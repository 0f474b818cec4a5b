//! Read-only tabular listing over the store.
//!
//! No caching: every call re-reads the store.

use anyhow::Result;

use crate::config::Config;
use crate::db;
use crate::store;

/// CLI entry point for `bdx list`.
pub async fn run_list(config: &Config) -> Result<()> {
    let pool = db::connect(config).await?;
    store::initialize(&pool).await?;

    let summaries = store::list_summaries(&pool).await?;
    pool.close().await;

    if summaries.is_empty() {
        println!("No organizations stored. Run `bdx ingest <batch>` first.");
        return Ok(());
    }

    println!("{:<32} {:<40} LOCATION", "NAME", "WEBSITE");
    for summary in &summaries {
        println!(
            "{:<32} {:<40} {}",
            summary.name, summary.website_url, summary.location
        );
    }
    println!();
    println!("{} organizations.", summaries.len());

    Ok(())
}
//! Core data models for batchdex.
//!
//! An [`OrgRecord`] is the sole entity: one organization as reported by the
//! remote catalog, constructed transiently during an ingestion run, written
//! once to the store, and from then on only read.

/// A single organization record.
///
/// `slug` is the natural key — unique across the store. Every other field
/// is an opaque display string and may be empty.
#[derive(Debug, Clone, PartialEq, Eq)]
pub struct OrgRecord {
    pub name: String,
    pub slug: String,
    pub description: String,
    pub batch: String,
    pub logo_url: String,
    pub website_url: String,
    pub tags: Vec<String>,
    pub location: String,
}

/// Display projection used by the listing table and the selection prompt.
#[derive(Debug, Clone)]
pub struct OrgSummary {
    pub name: String,
    pub website_url: String,
    pub location: String,
}

/// Delimiter used to pack `tags` into a single TEXT column.
pub const TAG_DELIMITER: char = ',';

/// Join tags into the stored delimited form.
///
/// A tag that itself contains the delimiter will not round-trip through
/// [`split_tags`]; the catalog does not emit such tags.
pub fn join_tags(tags: &[String]) -> String {
    tags.join(&TAG_DELIMITER.to_string())
}

/// Split the stored delimited form back into a tag list. The empty string
/// decodes to no tags, not one empty tag.
pub fn split_tags(raw: &str) -> Vec<String> {
    if raw.is_empty() {
        return Vec::new();
    }
    raw.split(TAG_DELIMITER).map(str::to_string).collect()
}

#[cfg(test)]
mod tests {
    use super::*;

    fn tags(names: &[&str]) -> Vec<String> {
        names.iter().map(|s| s.to_string()).collect()
    }

    #[test]
    fn test_tags_round_trip() {
        let original = tags(&["fintech", "b2b", "machine learning"]);
        assert_eq!(split_tags(&join_tags(&original)), original);
    }

    #[test]
    fn test_single_tag_round_trip() {
        let original = tags(&["devtools"]);
        assert_eq!(split_tags(&join_tags(&original)), original);
    }

    #[test]
    fn test_empty_tags_round_trip() {
        assert_eq!(join_tags(&[]), "");
        assert_eq!(split_tags(""), Vec::<String>::new());
    }

    #[test]
    fn test_tag_with_delimiter_does_not_round_trip() {
        // Documented invariant: a delimiter inside a tag corrupts the list.
        let original = tags(&["a,b"]);
        assert_ne!(split_tags(&join_tags(&original)), original);
    }
}
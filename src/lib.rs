//! # batchdex
//!
//! A local-first catalog of organization records, ingested per batch from a
//! remote directory service.
//!
//! The pipeline is strictly linear per invocation: fetch a named batch from
//! the catalog API, persist the records into a single SQLite table with
//! insert-ignore-by-slug semantics, then read them back for display or
//! selection. Re-running an ingestion is safe — a record whose slug already
//! exists is silently skipped, never merged or updated.
//!
//! ```text
//! ┌───────────┐   ┌──────────┐   ┌─────────┐   ┌──────────────┐
//! │  Catalog  │──▶│  Ingest  │──▶│ SQLite  │──▶│ List / Show  │
//! │   (HTTP)  │   │ pipeline │   │  store  │   │  + enrich    │
//! └───────────┘   └──────────┘   └─────────┘   └──────────────┘
//! ```
//!
//! ## Modules
//!
//! | Module | Purpose |
//! |--------|---------|
//! | [`config`] | TOML configuration (catalog credentials, db path) |
//! | [`models`] | The organization record and tag encoding |
//! | [`error`] | Pipeline error taxonomy |
//! | [`fetch`] | Remote catalog fetcher (`FetchBatch` trait) |
//! | [`store`] | SQLite record store and the duplicate policy |
//! | [`ingest`] | Fetch-then-persist orchestration |
//! | [`listing`] | Tabular read-back |
//! | [`select`] | Selection prompt and detail view |
//! | [`enrich`] | Best-effort website contact scrape |
//! | [`db`] | Database connection |

pub mod config;
pub mod db;
pub mod enrich;
pub mod error;
pub mod fetch;
pub mod ingest;
pub mod listing;
pub mod models;
pub mod select;
pub mod store;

» Try it: Within the listing above, locate the line containing "use crate::config::Config;" and the line containing "organizations stored. Run". Reproduce those two lines and all lines between them exactly, with nothing added.

» Result:
use crate::config::Config;
use crate::db;
use crate::store;

/// CLI entry point for `bdx list`.
pub async fn run_list(config: &Config) -> Result<()> {
    let pool = db::connect(config).await?;
    store::initialize(&pool).await?;

    let summaries = store::list_summaries(&pool).await?;
    pool.close().await;

    if summaries.is_empty() {
        println!("No organizations stored. Run `bdx ingest <batch>` first.");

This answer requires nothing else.